WHAT NEEDS TO BE DONE →
The line containing "use crate::resource::ImageSource;" marks the end: write out exactly every line from the first line of the data below through that line, and only those.

(Items from a dataset)
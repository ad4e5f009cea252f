//! Quadtree tiles and level-of-detail selection.
//!
//! Tiles are addressed by `(level, row, column)` within a [`LevelSet`]. Row 0
//! starts at -90° latitude and column 0 at -180° longitude. A tile carries no
//! state that cannot be rebuilt from its address, so cached children can be
//! evicted and recreated freely.

mod factory;
mod level;

pub use factory::{TemplateTileFactory, TileFactory};
pub use level::{Level, LevelSet, LevelSetConfig};

use std::fmt;
use std::sync::Arc;

use glam::DVec3;

use crate::geom::{Frustum, Globe, Sector};
use crate::lru::LruCache;
use crate::render::ViewState;
use crate::resource::ImageSource;

/// Number of child quartets kept by a tile cache.
pub const TILE_CACHE_CAPACITY: usize = 500;

/// Cache of subdivided children keyed by the parent tile.
pub type TileCache = LruCache<TileKey, Arc<[Tile]>>;

/// Create an empty tile cache with the default capacity.
#[must_use]
pub fn new_tile_cache() -> TileCache {
    LruCache::new(TILE_CACHE_CAPACITY)
}

/// Address of a tile within its level set.
#[derive(Debug, Clone, Copy, PartialEq, Eq, Hash, PartialOrd, Ord)]
pub struct TileKey {
    pub level: usize,
    pub row: i32,
    pub column: i32,
}

impl fmt::Display for TileKey {
    fn fmt(&self, f: &mut fmt::Formatter<'_>) -> fmt::Result {
        write!(f, "{}.{}.{}", self.level, self.row, self.column)
    }
}

/// Row containing `latitude` at the given tile delta.
#[must_use]
pub fn compute_row(tile_delta: f64, latitude: f64) -> i32 {
    let mut row = ((latitude + 90.0) / tile_delta).floor() as i32;
    // The north pole belongs to the last row.
    if latitude == 90.0 {
        row -= 1;
    }
    row
}

/// Last row touched by a sector ending at `max_latitude`.
#[must_use]
pub fn compute_last_row(tile_delta: f64, max_latitude: f64) -> i32 {
    if max_latitude + 90.0 < tile_delta {
        return 0;
    }
    ((max_latitude + 90.0) / tile_delta - 1.0).ceil() as i32
}

/// Column containing `longitude` at the given tile delta.
#[must_use]
pub fn compute_column(tile_delta: f64, longitude: f64) -> i32 {
    let mut column = ((longitude + 180.0) / tile_delta).floor() as i32;
    // The antimeridian at +180 belongs to the last column.
    if longitude == 180.0 {
        column -= 1;
    }
    column
}

/// Last column touched by a sector ending at `max_longitude`.
#[must_use]
pub fn compute_last_column(tile_delta: f64, max_longitude: f64) -> i32 {
    if max_longitude + 180.0 < tile_delta {
        return 0;
    }
    ((max_longitude + 180.0) / tile_delta - 1.0).ceil() as i32
}

/// Create every tile of `level` that covers `sector`.
pub fn assemble_tiles_for_level(
    level: &Level,
    sector: &Sector,
    factory: &dyn TileFactory,
) -> Vec<Tile> {
    let delta = level.tile_delta;
    let first_row = compute_row(delta, sector.min_latitude);
    let last_row = compute_last_row(delta, sector.max_latitude);
    let first_column = compute_column(delta, sector.min_longitude);
    let last_column = compute_last_column(delta, sector.max_longitude);

    let mut tiles = Vec::new();
    for row in first_row..=last_row {
        let latitude = -90.0 + f64::from(row) * delta;
        for column in first_column..=last_column {
            let longitude = -180.0 + f64::from(column) * delta;
            let tile_sector = Sector::from_degrees(latitude, longitude, delta, delta);
            tiles.push(factory.create_tile(tile_sector, level, row, column));
        }
    }
    tiles
}

/// One quadtree node.
#[derive(Debug, Clone)]
pub struct Tile {
    pub sector: Sector,
    pub level: Level,
    pub row: i32,
    pub column: i32,
    /// Image displayed by this tile, absent where the pyramid has no data.
    pub image_source: Option<ImageSource>,
    texel_size_factor: f64,
}

impl Tile {
    #[must_use]
    pub fn new(sector: Sector, level: Level, row: i32, column: i32) -> Self {
        let texel_size_factor = (level.tile_delta / f64::from(level.tile_width)).to_radians()
            * sector.centroid_latitude().to_radians().cos();
        Self {
            sector,
            level,
            row,
            column,
            image_source: None,
            texel_size_factor,
        }
    }

    #[must_use]
    pub fn key(&self) -> TileKey {
        TileKey {
            level: self.level.number,
            row: self.row,
            column: self.column,
        }
    }

    #[must_use]
    pub fn intersects_sector(&self, sector: &Sector) -> bool {
        self.sector.intersects(sector)
    }

    /// Bounding sphere of the tile's surface at zero elevation.
    #[must_use]
    pub fn extent(&self, globe: &Globe) -> (DVec3, f64) {
        const SAMPLES: usize = 5;
        let s = &self.sector;
        let mut points = [DVec3::ZERO; SAMPLES * SAMPLES];
        for (i, point) in points.iter_mut().enumerate() {
            let u = (i % SAMPLES) as f64 / (SAMPLES - 1) as f64;
            let v = (i / SAMPLES) as f64 / (SAMPLES - 1) as f64;
            let lat = s.min_latitude + v * s.delta_latitude();
            let lon = s.min_longitude + u * s.delta_longitude();
            *point = globe.geographic_to_cartesian(lat, lon, 0.0);
        }
        let center = points.iter().copied().sum::<DVec3>() / points.len() as f64;
        let radius = points
            .iter()
            .map(|p| p.distance(center))
            .fold(0.0, f64::max);
        // Pad for the surface bulging between samples.
        let chord = radius * 0.25 / (SAMPLES - 1) as f64;
        (center, radius + chord)
    }

    #[must_use]
    pub fn intersects_frustum(&self, globe: &Globe, frustum: &Frustum) -> bool {
        let (center, radius) = self.extent(globe);
        frustum.intersects_sphere(center, radius)
    }

    /// Whether every point of the tile lies past the horizon, including the
    /// band of atmosphere visible beyond it.
    #[must_use]
    pub fn is_beyond_horizon(&self, view: &ViewState) -> bool {
        let angle = self
            .sector
            .angular_distance_to(view.camera.latitude, view.camera.longitude);
        angle > view.visible_surface_angle()
    }

    /// Distance from the camera to the nearest point of the tile.
    #[must_use]
    pub fn distance_to_camera(&self, view: &ViewState) -> f64 {
        let s = &self.sector;
        let camera = &view.camera;
        let nearest_lat = camera.latitude.clamp(s.min_latitude, s.max_latitude);
        let lon_difference = camera.longitude - s.centroid_longitude();
        let nearest_lon = if lon_difference < -180.0 {
            s.max_longitude
        } else if lon_difference > 180.0 {
            s.min_longitude
        } else {
            camera.longitude.clamp(s.min_longitude, s.max_longitude)
        };
        let nearest = view.globe.geographic_to_cartesian(nearest_lat, nearest_lon, 0.0);
        view.camera_point.distance(nearest)
    }

    /// Whether this tile's texels appear larger than `detail_control` pixels.
    #[must_use]
    pub fn must_subdivide(&self, view: &ViewState, detail_control: f64) -> bool {
        let distance = self.distance_to_camera(view);
        let texel_size = self.texel_size_factor * view.globe.equatorial_radius();
        let pixel_size = view.pixel_size_at_distance(distance);
        texel_size > pixel_size * detail_control
    }

    /// The four children in the next level: southwest, southeast, northwest,
    /// northeast. Returns `None` at the last level.
    #[must_use]
    pub fn subdivide(&self, levels: &LevelSet, factory: &dyn TileFactory) -> Option<[Tile; 4]> {
        let child_level = levels.next_level(&self.level)?;
        let min_lat = self.sector.min_latitude;
        let min_lon = self.sector.min_longitude;
        let mid_lat = self.sector.centroid_latitude();
        let mid_lon = self.sector.centroid_longitude();
        let delta = self.level.tile_delta * 0.5;
        let (row, column) = (2 * self.row, 2 * self.column);

        Some([
            factory.create_tile(
                Sector::from_degrees(min_lat, min_lon, delta, delta),
                child_level,
                row,
                column,
            ),
            factory.create_tile(
                Sector::from_degrees(min_lat, mid_lon, delta, delta),
                child_level,
                row,
                column + 1,
            ),
            factory.create_tile(
                Sector::from_degrees(mid_lat, min_lon, delta, delta),
                child_level,
                row + 1,
                column,
            ),
            factory.create_tile(
                Sector::from_degrees(mid_lat, mid_lon, delta, delta),
                child_level,
                row + 1,
                column + 1,
            ),
        ])
    }

    /// Children fetched from `cache`, subdividing and caching them on a miss.
    pub fn subdivide_to_cache(
        &self,
        levels: &LevelSet,
        factory: &dyn TileFactory,
        cache: &mut TileCache,
    ) -> Option<Arc<[Tile]>> {
        let key = self.key();
        if let Some(children) = cache.get(&key) {
            return Some(Arc::clone(children));
        }
        let children: Arc<[Tile]> = Arc::new(self.subdivide(levels, factory)?);
        cache.put(key, Arc::clone(&children), 1);
        Some(children)
    }
}
//! Pipeline configuration.

use std::time::Duration;

use serde::{Deserialize, Serialize};

use crate::error::{Error, Result};
use crate::render::Rgba;
use crate::resource::RetrieverConfig;

/// Settings for a frame pipeline and its resource cache.
#[derive(Debug, Clone, PartialEq, Serialize, Deserialize)]
#[serde(default)]
pub struct PipelineConfig {
    /// Redraw frames that may wait for the GPU thread before assembly is
    /// skipped.
    pub max_frame_queue_size: usize,
    /// Frames available for assembly. The pool holds one more for the frame
    /// being displayed.
    pub frame_pool_size: usize,
    pub pick_timeout_ms: u64,
    /// Texture budget in bytes.
    pub resource_cache_capacity: usize,
    /// Eviction stops at this many bytes. Defaults to 75 % of capacity.
    pub resource_cache_low_water: Option<usize>,
    pub retrieval_workers: usize,
    pub max_simultaneous_retrievals: usize,
    /// Decoded images not turned into textures within this age are dropped.
    pub stale_retrieval_age_ms: u64,
    /// Vertical field of view in degrees.
    pub field_of_view: f64,
    pub clear_color: Rgba,
}

impl Default for PipelineConfig {
    fn default() -> Self {
        Self {
            max_frame_queue_size: 2,
            frame_pool_size: 3,
            pick_timeout_ms: 2000,
            resource_cache_capacity: 64 * 1024 * 1024,
            resource_cache_low_water: None,
            retrieval_workers: 4,
            max_simultaneous_retrievals: 8,
            stale_retrieval_age_ms: 3000,
            field_of_view: 45.0,
            clear_color: [0, 0, 0, 255],
        }
    }
}

impl PipelineConfig {
    /// Check that the values describe a working pipeline.
    pub fn validate(&self) -> Result<()> {
        let fail = |detail: String| Err(Error::Config { detail });
        if self.max_frame_queue_size == 0 {
            return fail("max_frame_queue_size must be at least 1".to_string());
        }
        if self.frame_pool_size < self.max_frame_queue_size {
            return fail(format!(
                "frame_pool_size {} is smaller than max_frame_queue_size {}",
                self.frame_pool_size, self.max_frame_queue_size
            ));
        }
        if self.pick_timeout_ms == 0 {
            return fail("pick_timeout_ms must be positive".to_string());
        }
        if self.resource_cache_capacity == 0 {
            return fail("resource_cache_capacity must be positive".to_string());
        }
        if let Some(low_water) = self.resource_cache_low_water
            && low_water >= self.resource_cache_capacity
        {
            return fail(format!(
                "resource_cache_low_water {low_water} is not below capacity {}",
                self.resource_cache_capacity
            ));
        }
        if self.retrieval_workers == 0 || self.max_simultaneous_retrievals == 0 {
            return fail("retrieval needs at least one worker and one slot".to_string());
        }
        if !(self.field_of_view > 0.0 && self.field_of_view < 180.0) {
            return fail(format!(
                "field_of_view {} is outside (0, 180)",
                self.field_of_view
            ));
        }
        Ok(())
    }

    #[must_use]
    pub fn pick_timeout(&self) -> Duration {
        Duration::from_millis(self.pick_timeout_ms)
    }

    #[must_use]
    pub fn stale_retrieval_age(&self) -> Duration {
        Duration::from_millis(self.stale_retrieval_age_ms)
    }

    #[must_use]
    pub fn retriever(&self) -> RetrieverConfig {
        RetrieverConfig {
            workers: self.retrieval_workers,
            max_simultaneous: self.max_simultaneous_retrievals,
        }
    }
}
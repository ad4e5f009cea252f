//! Frames, drawables and the two contexts a frame passes through.

mod context;
mod controller;
mod device;
mod drawable;
mod frame;
mod software;
mod view;

pub use context::{DrawContext, RenderContext};
pub use controller::{BasicFrameController, FrameController};
pub use device::{QuadFill, RenderDevice, Rgba, TextureId};
pub use drawable::{
    Drawable, DrawableQueue, DrawableScreenRect, DrawableSurfaceColor, DrawableSurfaceTexture,
    SortOrder,
};
pub use frame::{Frame, FramePool, FrameState, PickRequest};
pub use software::SoftwareDevice;
pub use view::{SurfaceCell, ViewState, distance_to_view_globe_extents, viewing_transform};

RESPONSE AREA →
repository ad4e5f009cea252f
//! Quadtree tiles and level-of-detail selection.
//!
//! Tiles are addressed by `(level, row, column)` within a [`LevelSet`]. Row 0
//! starts at -90° latitude and column 0 at -180° longitude. A tile carries no
//! state that cannot be rebuilt from its address, so cached children can be
//! evicted and recreated freely.

mod factory;
mod level;

pub use factory::{TemplateTileFactory, TileFactory};
pub use level::{Level, LevelSet, LevelSetConfig};

use std::fmt;
use std::sync::Arc;

use glam::DVec3;

use crate::geom::{Frustum, Globe, Sector};
use crate::lru::LruCache;
use crate::render::ViewState;
use crate::resource::ImageSource;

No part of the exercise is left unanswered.